McLean, who was familiar with the book, was intrigued by the idea and began brainstorming with Fiske. The show is produced through the Fellowship for the Performing Arts, an arts ministry whose mission is to present theater that expresses the Christian faith in mainstream venues to diverse audiences.

“One of the challenges is that Christianity is often perceived as a political ideology that expresses itself in negative terms,” said McLean, who is also the president of the fellowship. “We think that by creating art and theater at the highest levels, the wonder of creation and redemption is conveyed beautifully and positively, and it gets a hearing that excites the imagination.”
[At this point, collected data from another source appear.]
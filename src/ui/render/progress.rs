use ratatui::prelude::text;
use ratatui::text::Span;

use crate::timeline::{BarGeometry, TimelineState, timecode::format_ms};
use crate::ui::model::UiRenderData;

use super::theme::{ACCENT_PROGRESS_RGB, DIM_TEXT_RGB, LIVE_RGB, PANEL_TEXT_RGB, rgb, style_color};

/// Rows the timeline panel occupies above the input line.
pub(crate) const TIMELINE_PANEL_ROWS: u16 = 3;
/// Narrower bars than this stop rendering entirely.
const MIN_BAR_WIDTH: u16 = 8;
/// Minimum terminal height for the timeline panel to appear.
const MIN_ROWS: u16 = 8;

/// Placement of the scrubbable bar for the current terminal size: the row it
/// is drawn on plus its horizontal extent. `None` while nothing is loaded or
/// the terminal is too small; the panel is suppressed entirely then.
pub fn bar_placement(columns: u16, rows: u16, state: &TimelineState) -> Option<(u16, BarGeometry)> {
    if !state.has_tape() || rows < MIN_ROWS {
        return None;
    }
    let left_label = label_width(state.current_ms);
    let right_label = label_width(state.total_ms);
    // "<current> [<bar>] <total>"
    let overhead = left_label
        .saturating_add(right_label)
        .saturating_add(4);
    let width = columns.saturating_sub(overhead);
    if width < MIN_BAR_WIDTH {
        return None;
    }
    let row = rows.saturating_sub(TIMELINE_PANEL_ROWS);
    Some((
        row,
        BarGeometry {
            left: left_label.saturating_add(2),
            width,
        },
    ))
}

fn label_width(ms: u64) -> u16 {
    u16::try_from(format_ms(ms).len()).unwrap_or(8)
}

/// The three timeline panel lines: title, bar, status.
pub(super) fn timeline_lines(
    data: &UiRenderData,
    columns: u16,
    rows: u16,
) -> Vec<text::Line<'static>> {
    let mut lines = Vec::with_capacity(3);
    lines.push(title_line(data));
    match bar_placement(columns, rows, &data.timeline) {
        Some((_, geometry)) => lines.push(bar_line(data, geometry)),
        None => lines.push(text::Line::from("")),
    }
    lines.push(status_line(data));
    lines
}

fn title_line(data: &UiRenderData) -> text::Line<'static> {
    let title = if data.timeline.title.is_empty() {
        "(untitled tape)".to_owned()
    } else {
        data.timeline.title.clone()
    };
    text::Line::from(Span::styled(
        title,
        style_color(data.no_color, rgb(PANEL_TEXT_RGB)),
    ))
}

fn bar_line(data: &UiRenderData, geometry: BarGeometry) -> text::Line<'static> {
    let state = &data.timeline;
    let bar_width = usize::from(geometry.width);
    let total_eighths = u64::try_from(bar_width).unwrap_or(u64::MAX).saturating_mul(8);
    let filled_eighths = state.progress_scaled(total_eighths);
    let full_blocks = usize::try_from(filled_eighths.checked_div(8).unwrap_or(0)).unwrap_or(0);
    let rem = usize::try_from(filled_eighths.checked_rem(8).unwrap_or(0)).unwrap_or(0);
    let partial = ["", "▏", "▎", "▍", "▌", "▋", "▊", "▉"];
    let full_count = full_blocks.min(bar_width);
    let partial_block = partial.get(rem).copied().unwrap_or("");
    let partial_count = usize::from(rem > 0 && full_count < bar_width);
    let hover_cell = data
        .hover
        .and_then(|preview| preview.column.checked_sub(geometry.left).map(usize::from));

    let mut spans = Vec::with_capacity(bar_width.saturating_add(4));
    spans.push(Span::styled(
        format!("{} ", format_ms(state.current_ms)),
        style_color(data.no_color, rgb(PANEL_TEXT_RGB)),
    ));
    spans.push(Span::raw("["));
    for idx in 0..bar_width {
        if hover_cell == Some(idx) {
            spans.push(Span::styled(
                "┃",
                style_color(data.no_color, rgb(PANEL_TEXT_RGB)),
            ));
            continue;
        }
        if idx < full_count {
            spans.push(Span::styled(
                "█",
                style_color(data.no_color, rgb(ACCENT_PROGRESS_RGB)),
            ));
            continue;
        }
        if partial_count == 1 && idx == full_count {
            spans.push(Span::styled(
                partial_block.to_owned(),
                style_color(data.no_color, rgb(ACCENT_PROGRESS_RGB)),
            ));
            continue;
        }
        spans.push(Span::raw(" "));
    }
    spans.push(Span::raw("] "));
    spans.push(Span::styled(
        format_ms(state.total_ms),
        style_color(data.no_color, rgb(PANEL_TEXT_RGB)),
    ));
    text::Line::from(spans)
}

fn status_line(data: &UiRenderData) -> text::Line<'static> {
    let mut spans = Vec::with_capacity(4);
    if data.timeline.playing {
        spans.push(Span::styled(
            "● LIVE",
            style_color(data.no_color, rgb(LIVE_RGB)),
        ));
    } else {
        spans.push(Span::styled(
            "● PAUSED",
            style_color(data.no_color, rgb(DIM_TEXT_RGB)),
        ));
    }
    if let Some(preview) = data.hover {
        spans.push(Span::raw("   "));
        spans.push(Span::styled(
            format!("seek → {}", format_ms(preview.time_ms)),
            style_color(data.no_color, rgb(PANEL_TEXT_RGB)),
        ));
    }
    text::Line::from(spans)
}
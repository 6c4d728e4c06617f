//! Tape position formatting: `MM:SS` under an hour, `HH:MM:SS` beyond,
//! floor-division throughout.

const MS_PER_SEC: u64 = 1_000;
const SECS_PER_MIN: u64 = 60;
const SECS_PER_HOUR: u64 = 3_600;

pub fn format_ms(ms: u64) -> String {
    let total_secs = ms.checked_div(MS_PER_SEC).unwrap_or(0);
    let hours = total_secs.checked_div(SECS_PER_HOUR).unwrap_or(0);
    let minutes = total_secs
        .checked_rem(SECS_PER_HOUR)
        .unwrap_or(0)
        .checked_div(SECS_PER_MIN)
        .unwrap_or(0);
    let secs = total_secs.checked_rem(SECS_PER_MIN).unwrap_or(0);

    if hours > 0 {
        format!("{hours:02}:{minutes:02}:{secs:02}")
    } else {
        format!("{minutes:02}:{secs:02}")
    }
}

#[cfg(test)]
mod tests {
    use super::format_ms;
    use crate::error::{AppResult, ValidationError};

    #[test]
    fn formats_short_and_long_positions() -> AppResult<()> {
        let cases = [
            (0, "00:00"),
            (999, "00:00"),
            (65_000, "01:05"),
            (600_000, "10:00"),
            (3_599_999, "59:59"),
            (3_600_000, "01:00:00"),
            (3_661_000, "01:01:01"),
            (36_061_000, "10:01:01"),
        ];
        for (ms, expected) in cases {
            let formatted = format_ms(ms);
            if formatted != expected {
                return Err(ValidationError::from(format!(
                    "format_ms({ms}) = '{formatted}', expected '{expected}'"
                ))
                .into());
            }
        }
        Ok(())
    }
}
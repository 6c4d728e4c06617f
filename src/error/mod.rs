mod app;
mod chat;
mod config;
mod feed;
mod session;
mod validation;

#[cfg(test)]
mod test_support;

pub use app::{AppError, AppResult};
pub use chat::ChatError;
pub use config::ConfigError;
pub use feed::FeedError;
pub use session::SessionError;
pub use validation::ValidationError;
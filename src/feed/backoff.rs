use std::time::Duration;

/// First reconnect delay after a drop.
pub const DEFAULT_INITIAL_DELAY: Duration = Duration::from_millis(500);
/// Reconnect delays never grow past this.
pub const DEFAULT_DELAY_CAP: Duration = Duration::from_secs(30);

/// Capped exponential reconnect backoff. Delays double per failed attempt
/// and reset once a connection is established.
#[derive(Debug, Clone)]
pub struct Backoff {
    initial: Duration,
    cap: Duration,
    next: Duration,
}

impl Default for Backoff {
    fn default() -> Self {
        Self::new(DEFAULT_INITIAL_DELAY, DEFAULT_DELAY_CAP)
    }
}

impl Backoff {
    pub fn new(initial: Duration, cap: Duration) -> Self {
        let cap = cap.max(initial);
        Self {
            initial,
            cap,
            next: initial,
        }
    }

    /// Delay to wait before the next attempt; advances the schedule.
    pub fn next_delay(&mut self) -> Duration {
        let delay = self.next;
        self.next = delay.checked_mul(2).unwrap_or(self.cap).min(self.cap);
        delay
    }

    /// Called after a successful connection.
    pub fn reset(&mut self) {
        self.next = self.initial;
    }
}
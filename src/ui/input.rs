use std::time::Duration;

use crossterm::event::{Event, KeyEvent, MouseEvent, poll, read};
use tokio::sync::{broadcast, mpsc};

use crate::shutdown::ShutdownSender;

/// Polling interval for the blocking event reader.
const INPUT_POLL_INTERVAL: Duration = Duration::from_millis(100);
/// Raw input queue depth; bursts beyond this block the reader briefly.
const INPUT_QUEUE_DEPTH: usize = 256;

/// Raw terminal input forwarded to the session loop, which owns the state
/// needed to interpret it.
#[derive(Debug, Clone)]
pub enum InputEvent {
    Key(KeyEvent),
    Mouse(MouseEvent),
    Resize(u16, u16),
}

/// Spawns the blocking input reader. Ends on shutdown or when the receiver
/// is dropped.
#[must_use]
pub fn spawn_input_reader(
    shutdown_tx: &ShutdownSender,
) -> (mpsc::Receiver<InputEvent>, tokio::task::JoinHandle<()>) {
    let (events_tx, events_rx) = mpsc::channel(INPUT_QUEUE_DEPTH);
    let mut shutdown_rx = shutdown_tx.subscribe();

    let task = tokio::task::spawn_blocking(move || {
        loop {
            match shutdown_rx.try_recv() {
                Ok(()) | Err(broadcast::error::TryRecvError::Closed) => break,
                Err(broadcast::error::TryRecvError::Empty)
                | Err(broadcast::error::TryRecvError::Lagged(_)) => {}
            }

            let has_event = poll(INPUT_POLL_INTERVAL).unwrap_or_default();
            if !has_event {
                continue;
            }

            let forwarded = match read() {
                Ok(Event::Key(key)) => events_tx.blocking_send(InputEvent::Key(key)),
                Ok(Event::Mouse(mouse)) => events_tx.blocking_send(InputEvent::Mouse(mouse)),
                Ok(Event::Resize(columns, rows)) => {
                    events_tx.blocking_send(InputEvent::Resize(columns, rows))
                }
                Ok(Event::FocusGained | Event::FocusLost | Event::Paste(_)) => Ok(()),
                Err(err) => {
                    tracing::warn!("Input read failed: {}", err);
                    continue;
                }
            };
            if forwarded.is_err() {
                break;
            }
        }
    });

    (events_rx, task)
}
use thiserror::Error;

#[derive(Debug, Error)]
pub enum SessionError {
    #[error("Malformed access token: expected three dot-separated parts.")]
    MalformedToken,
    #[error("Failed to decode token payload: {source}")]
    TokenPayloadDecode {
        #[source]
        source: base64::DecodeError,
    },
    #[error("Failed to parse token payload: {source}")]
    TokenPayloadParse {
        #[source]
        source: serde_json::Error,
    },
    #[error("Token does not grant access to a room.")]
    TokenMissingRoom,
    #[error("Talking is blocked while the tape is rolling ({status}).")]
    TalkBlocked { status: String },
    #[error("Media endpoint error: {message}")]
    Media { message: String },
    #[cfg(test)]
    #[error("Test expectation failed: {message}")]
    TestExpectation { message: &'static str },
    #[cfg(test)]
    #[error("Test expectation failed: {message}: {value}")]
    TestExpectationValue {
        message: &'static str,
        value: String,
    },
}
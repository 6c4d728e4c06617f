mod lifecycle;
mod progress;
mod theme;

pub use lifecycle::setup_render_ui;
pub use progress::bar_placement;

use std::io;

use crossterm::{
    cursor,
    event::{DisableMouseCapture, EnableMouseCapture},
    execute,
    terminal::{
        EnterAlternateScreen, LeaveAlternateScreen, disable_raw_mode, enable_raw_mode,
    },
};
use ratatui::{
    Terminal,
    backend::{Backend, CrosstermBackend},
    layout::Rect,
    prelude::text,
    text::Span,
    widgets::{Block, Borders, Paragraph},
};

use crate::error::AppResult;
use crate::feed::status::STATUS_NO_TAPE;
use crate::timeline::timecode::format_ms;
use crate::ui::model::{ChatLine, RosterLine, UiRenderData};

use self::progress::{TIMELINE_PANEL_ROWS, timeline_lines};
use self::theme::{
    DIM_TEXT_RGB, LIVE_RGB, PANEL_TEXT_RGB, SYSTEM_TEXT_RGB, osd_style, rgb, style_color,
};

/// Side column width on a roomy terminal.
const SIDE_WIDTH: u16 = 32;
/// Terminals narrower than this drop the side column.
const SIDE_MIN_COLUMNS: u16 = 72;

pub struct UiTerminal {
    terminal: Terminal<CrosstermBackend<io::Stdout>>,
}

pub trait UiActions {
    /// Initializes the terminal for UI rendering.
    ///
    /// # Errors
    ///
    /// Returns an error when terminal setup fails.
    fn setup_terminal() -> AppResult<UiTerminal>;
    fn cleanup();
    fn render(terminal: &mut UiTerminal, data: &UiRenderData);
}

pub struct Ui;

impl UiActions for Ui {
    fn setup_terminal() -> AppResult<UiTerminal> {
        enable_raw_mode()?;
        if let Err(err) = execute!(
            io::stdout(),
            EnterAlternateScreen,
            EnableMouseCapture,
            cursor::Hide
        ) {
            disable_raw_mode().ok();
            return Err(err.into());
        }
        let terminal = Terminal::new(CrosstermBackend::new(io::stdout()))?;
        Ok(UiTerminal { terminal })
    }

    fn cleanup() {
        disable_raw_mode().ok();
        execute!(
            io::stdout(),
            LeaveAlternateScreen,
            DisableMouseCapture,
            cursor::Show
        )
        .ok();
    }

    fn render(terminal: &mut UiTerminal, data: &UiRenderData) {
        if let Err(err) = render_into(&mut terminal.terminal, data) {
            eprintln!("Failed to render UI: {}", err);
        }
    }
}

/// Renders one frame into any backend; tests drive it with `TestBackend`.
///
/// # Errors
///
/// Returns an error when the backend rejects the draw.
pub fn render_into<B: Backend>(terminal: &mut Terminal<B>, data: &UiRenderData) -> AppResult<()> {
    terminal.draw(|frame| {
        let size = frame.size();
        for (paragraph, rect) in build_widgets(data, size) {
            if rect.width == 0 || rect.height == 0 {
                continue;
            }
            frame.render_widget(paragraph, rect);
        }
    })?;
    Ok(())
}

fn build_widgets(data: &UiRenderData, size: Rect) -> Vec<(Paragraph<'static>, Rect)> {
    let mut widgets = Vec::with_capacity(6);
    if size.width < 20 || size.height < 6 {
        return widgets;
    }

    let columns = size.width;
    let rows = size.height;
    let timeline_visible = bar_placement(columns, rows, &data.timeline).is_some();
    let input_top = rows.saturating_sub(1);
    let panel_top = if timeline_visible {
        input_top.saturating_sub(TIMELINE_PANEL_ROWS)
    } else {
        input_top
    };
    let side_width = if columns >= SIDE_MIN_COLUMNS {
        SIDE_WIDTH
    } else {
        0
    };
    let stage_width = columns.saturating_sub(side_width);
    let middle_height = panel_top.saturating_sub(1);

    widgets.push((header(data), Rect::new(0, 0, columns, 1)));
    widgets.push((
        stage(data),
        Rect::new(0, 1, stage_width, middle_height),
    ));
    if side_width > 0 {
        let roster_height = roster_panel_height(&data.participants, middle_height);
        widgets.push((
            roster_panel(data),
            Rect::new(stage_width, 1, side_width, roster_height),
        ));
        widgets.push((
            chat_panel(data, middle_height.saturating_sub(roster_height)),
            Rect::new(
                stage_width,
                1_u16.saturating_add(roster_height),
                side_width,
                middle_height.saturating_sub(roster_height),
            ),
        ));
    }
    if timeline_visible {
        widgets.push((
            Paragraph::new(timeline_lines(data, columns, rows)),
            Rect::new(0, panel_top, columns, TIMELINE_PANEL_ROWS),
        ));
    }
    widgets.push((input_line(data, columns), Rect::new(0, input_top, columns, 1)));
    widgets
}

fn header(data: &UiRenderData) -> Paragraph<'static> {
    let mut spans = vec![Span::styled(
        format!(" matinee ─ {} ", data.room),
        style_color(data.no_color, rgb(PANEL_TEXT_RGB)),
    )];
    spans.push(connection_dot("feed", data.feed_connected, data.no_color));
    spans.push(Span::raw(" "));
    spans.push(connection_dot("chat", data.chat_connected, data.no_color));
    Paragraph::new(text::Line::from(spans))
}

fn connection_dot(label: &str, connected: bool, no_color: bool) -> Span<'static> {
    let color = if connected { LIVE_RGB } else { DIM_TEXT_RGB };
    Span::styled(format!("●{label}"), style_color(no_color, rgb(color)))
}

fn stage(data: &UiRenderData) -> Paragraph<'static> {
    let osd = if data.feed_seen {
        data.caption.clone()
    } else {
        STATUS_NO_TAPE.to_owned()
    };
    let mut lines = vec![
        text::Line::from(""),
        text::Line::from(Span::styled(format!("  {osd}"), osd_style(data.no_color))),
    ];
    if data.feed_seen && !data.feed_connected {
        lines.push(text::Line::from(Span::styled(
            "  (state feed reconnecting…)",
            style_color(data.no_color, rgb(DIM_TEXT_RGB)),
        )));
    }
    Paragraph::new(lines)
}

fn roster_panel_height(participants: &[RosterLine], middle_height: u16) -> u16 {
    let wanted = u16::try_from(participants.len()).unwrap_or(u16::MAX).saturating_add(2);
    wanted.clamp(3, middle_height.checked_div(2).unwrap_or(3).max(3))
}

fn roster_panel(data: &UiRenderData) -> Paragraph<'static> {
    let mut lines = Vec::with_capacity(data.participants.len());
    for entry in &data.participants {
        let style = entry.color.map_or_else(
            || style_color(data.no_color, rgb(PANEL_TEXT_RGB)),
            |color| style_color(data.no_color, rgb(color)),
        );
        let suffix = if entry.is_local { " (you)" } else { "" };
        lines.push(text::Line::from(Span::styled(
            format!("{}{}", entry.name, suffix),
            style,
        )));
    }
    Paragraph::new(lines).block(
        Block::default()
            .borders(Borders::ALL)
            .title(format!("Participants ({})", data.participants.len())),
    )
}

fn chat_panel(data: &UiRenderData, height: u16) -> Paragraph<'static> {
    let visible = usize::from(height.saturating_sub(2)).max(1);
    let start = data.chat.len().saturating_sub(visible);
    let lines: Vec<text::Line<'static>> = data
        .chat
        .iter()
        .skip(start)
        .map(|entry| chat_line(entry, data.no_color))
        .collect();
    Paragraph::new(lines).block(Block::default().borders(Borders::ALL).title("Chat"))
}

fn chat_line(entry: &ChatLine, no_color: bool) -> text::Line<'static> {
    if entry.system {
        return text::Line::from(Span::styled(
            format!("{} {}", entry.timestamp, entry.text),
            style_color(no_color, rgb(SYSTEM_TEXT_RGB)),
        ));
    }
    let author_style = entry.color.map_or_else(
        || style_color(no_color, rgb(PANEL_TEXT_RGB)),
        |color| style_color(no_color, rgb(color)),
    );
    text::Line::from(vec![
        Span::styled(
            format!("{} ", entry.timestamp),
            style_color(no_color, rgb(DIM_TEXT_RGB)),
        ),
        Span::styled(format!("{}: ", entry.author), author_style),
        Span::styled(
            entry.text.clone(),
            style_color(no_color, rgb(PANEL_TEXT_RGB)),
        ),
    ])
}

fn input_line(data: &UiRenderData, columns: u16) -> Paragraph<'static> {
    let talk = if data.talk_engaged {
        Span::styled("[ TALK ON ]", style_color(data.no_color, rgb(LIVE_RGB)))
    } else if data.talk_blocked {
        Span::styled(
            "[ talk blocked ]",
            style_color(data.no_color, rgb(DIM_TEXT_RGB)),
        )
    } else {
        Span::styled(
            "[ tab: talk ]",
            style_color(data.no_color, rgb(DIM_TEXT_RGB)),
        )
    };
    let prompt = format!("> {}", data.input);
    let pad = usize::from(columns)
        .saturating_sub(prompt.chars().count())
        .saturating_sub(talk.content.chars().count());
    text_line_paragraph(prompt, pad, talk, data.no_color)
}

fn text_line_paragraph(
    prompt: String,
    pad: usize,
    talk: Span<'static>,
    no_color: bool,
) -> Paragraph<'static> {
    let line = text::Line::from(vec![
        Span::styled(prompt, style_color(no_color, rgb(PANEL_TEXT_RGB))),
        Span::raw(" ".repeat(pad)),
        talk,
    ]);
    Paragraph::new(line)
}

/// Timecode pair shown by headless mode log lines.
pub fn headless_position(current_ms: u64, total_ms: u64) -> String {
    format!("{} / {}", format_ms(current_ms), format_ms(total_ms))
}
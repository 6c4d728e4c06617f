use std::path::{Path, PathBuf};

use crate::error::{AppError, AppResult, ConfigError};

use super::types::ConfigFile;

/// Loads a configuration file from the provided path or default locations.
///
/// # Errors
///
/// Returns an error when the config file cannot be read or parsed.
pub fn load_config(path: Option<&str>) -> AppResult<Option<ConfigFile>> {
    if let Some(path) = path {
        let path = PathBuf::from(path);
        return Ok(Some(load_config_file(&path)?));
    }

    let toml_path = PathBuf::from("matinee.toml");
    if toml_path.exists() {
        return Ok(Some(load_config_file(&toml_path)?));
    }

    let json_path = PathBuf::from("matinee.json");
    if json_path.exists() {
        return Ok(Some(load_config_file(&json_path)?));
    }

    Ok(None)
}

pub(crate) fn load_config_file(path: &Path) -> AppResult<ConfigFile> {
    let content = std::fs::read_to_string(path).map_err(|err| {
        AppError::config(ConfigError::ReadConfig {
            path: path.to_path_buf(),
            source: err,
        })
    })?;
    match path.extension().and_then(|ext| ext.to_str()) {
        Some("toml") => toml::from_str(&content).map_err(|err| {
            AppError::config(ConfigError::ParseToml {
                path: path.to_path_buf(),
                source: err,
            })
        }),
        Some("json") => serde_json::from_str(&content).map_err(|err| {
            AppError::config(ConfigError::ParseJson {
                path: path.to_path_buf(),
                source: err,
            })
        }),
        Some(ext) => Err(AppError::config(ConfigError::UnsupportedExtension {
            ext: ext.to_owned(),
        })),
        None => Err(AppError::config(ConfigError::MissingExtension)),
    }
}
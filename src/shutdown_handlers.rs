use tokio::sync::broadcast;

use crate::shutdown::{ShutdownReceiver, ShutdownSender};

#[cfg(unix)]
use tokio::signal::unix::{SignalKind, signal};

/// Broadcast channel size for shutdown notifications (single signal fan-out).
const SHUTDOWN_CHANNEL_CAPACITY: usize = 1;

#[must_use]
pub fn shutdown_channel() -> (ShutdownSender, ShutdownReceiver) {
    broadcast::channel::<()>(SHUTDOWN_CHANNEL_CAPACITY)
}

pub fn setup_signal_shutdown_handler(shutdown_tx: &ShutdownSender) -> tokio::task::JoinHandle<()> {
    let shutdown_tx = shutdown_tx.clone();
    tokio::spawn(async move {
        let mut shutdown_rx = shutdown_tx.subscribe();

        #[cfg(unix)]
        let mut term_signal = match signal(SignalKind::terminate()) {
            Ok(signal) => Some(signal),
            Err(err) => {
                eprintln!("Failed to register SIGTERM handler: {}", err);
                None
            }
        };

        #[cfg(unix)]
        {
            tokio::select! {
                _ = shutdown_rx.recv() => {}
                _ = tokio::signal::ctrl_c() => {
                    drop(shutdown_tx.send(()));
                }
                () = async {
                    if let Some(signal) = term_signal.as_mut() {
                        signal.recv().await;
                    } else {
                        std::future::pending::<()>().await;
                    }
                } => {
                    drop(shutdown_tx.send(()));
                }
            }
        }

        #[cfg(not(unix))]
        {
            tokio::select! {
                _ = shutdown_rx.recv() => {}
                _ = tokio::signal::ctrl_c() => {
                    drop(shutdown_tx.send(()));
                }
            }
        }
    })
}
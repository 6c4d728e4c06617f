use std::ffi::OsString;
use std::path::Path;

use clap::{ArgMatches, CommandFactory, FromArgMatches};

use crate::app;
use crate::args::ViewerArgs;
use crate::error::{AppError, AppResult, ValidationError};
use crate::token;

/// Default config filenames checked when no CLI args are provided.
const DEFAULT_CONFIG_FILES: [&str; 2] = ["matinee.toml", "matinee.json"];

enum RunPlan {
    InspectToken(ViewerArgs),
    ShowSettings(ViewerArgs),
    Join(ViewerArgs),
}

pub(crate) fn run() -> AppResult<()> {
    let (args, matches) = match parse_args()? {
        Some(parsed) => parsed,
        None => return Ok(()),
    };

    crate::logger::init_logging(args.verbose);

    let runtime = tokio::runtime::Builder::new_multi_thread()
        .enable_all()
        .build()
        .map_err(|err| {
            AppError::validation(ValidationError::RuntimeBuildFailed { source: err })
        })?;

    runtime.block_on(run_async(args, &matches))
}

fn parse_args() -> AppResult<Option<(ViewerArgs, ArgMatches)>> {
    let mut cmd = ViewerArgs::command();
    let raw_args: Vec<OsString> = std::env::args_os().collect();

    if should_show_help(&raw_args) {
        cmd.print_help()?;
        println!();
        return Ok(None);
    }

    let matches = cmd.get_matches_from(raw_args);
    let args = ViewerArgs::from_arg_matches(&matches)?;

    Ok(Some((args, matches)))
}

fn should_show_help(raw_args: &[OsString]) -> bool {
    let treat_as_empty =
        matches!(raw_args, [] | [_]) || matches!(raw_args, [_, second] if second == "--");
    if !treat_as_empty {
        return false;
    }

    !has_default_config()
}

fn has_default_config() -> bool {
    DEFAULT_CONFIG_FILES
        .iter()
        .any(|path| Path::new(path).exists())
}

async fn run_async(args: ViewerArgs, matches: &ArgMatches) -> AppResult<()> {
    let plan = build_plan(args, matches)?;
    execute_plan(plan).await
}

fn build_plan(mut args: ViewerArgs, matches: &ArgMatches) -> AppResult<RunPlan> {
    if let Some(config) = crate::config::load_config(args.config.as_deref())? {
        crate::config::apply_config(&mut args, matches, &config)?;
    }

    if args.inspect_token {
        return Ok(RunPlan::InspectToken(args));
    }
    if args.show_settings {
        return Ok(RunPlan::ShowSettings(args));
    }

    if args.server.is_none() {
        tracing::error!("Missing server URL (set --server or provide in config).");
        return Err(AppError::validation(ValidationError::MissingServer));
    }
    if args.token.is_none() {
        tracing::error!("Missing access token (set --token or provide in config).");
        return Err(AppError::validation(ValidationError::MissingToken));
    }

    Ok(RunPlan::Join(args))
}

async fn execute_plan(plan: RunPlan) -> AppResult<()> {
    match plan {
        RunPlan::InspectToken(args) => inspect_token(&args),
        RunPlan::ShowSettings(args) => app::show_settings(&args).await,
        RunPlan::Join(args) => app::run_room(&args).await,
    }
}

fn inspect_token(args: &ViewerArgs) -> AppResult<()> {
    let raw = args
        .token
        .as_deref()
        .ok_or_else(|| AppError::validation(ValidationError::MissingToken))?;
    let grants = token::decode_token(raw)?;
    let can_join = grants
        .video
        .as_ref()
        .map(|grant| grant.room_join)
        .unwrap_or(false);
    println!("room: {}", grants.room().unwrap_or("(none)"));
    println!("roomJoin: {}", can_join);
    println!("identity: {}", grants.identity().unwrap_or("(none)"));
    println!("name: {}", grants.display_name().unwrap_or("(none)"));
    Ok(())
}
After nearly 20 rough drafts and several development productions, the play finally took off. It sold out for ten weeks in Washington D.C., ran for six months in Chicago and played 309 shows over nine months in New York. Thanks to its immediate commercial success, “The Screwtape Letters” was able to begin a national tour that will continue through June 2013.

Since it is a limited engagement, fans of C.S. Lewis and “The Screwtape Letters” should not pass up the opportunity to see this critically acclaimed show. McLean believes there’s more to the play than just the schemes of his cynical character that all audiences, Christian or not, will appreciate. He said the show will “challenge audiences to evaluate their assumptions about truth and reality.”

“It will wake them up,” McLean said.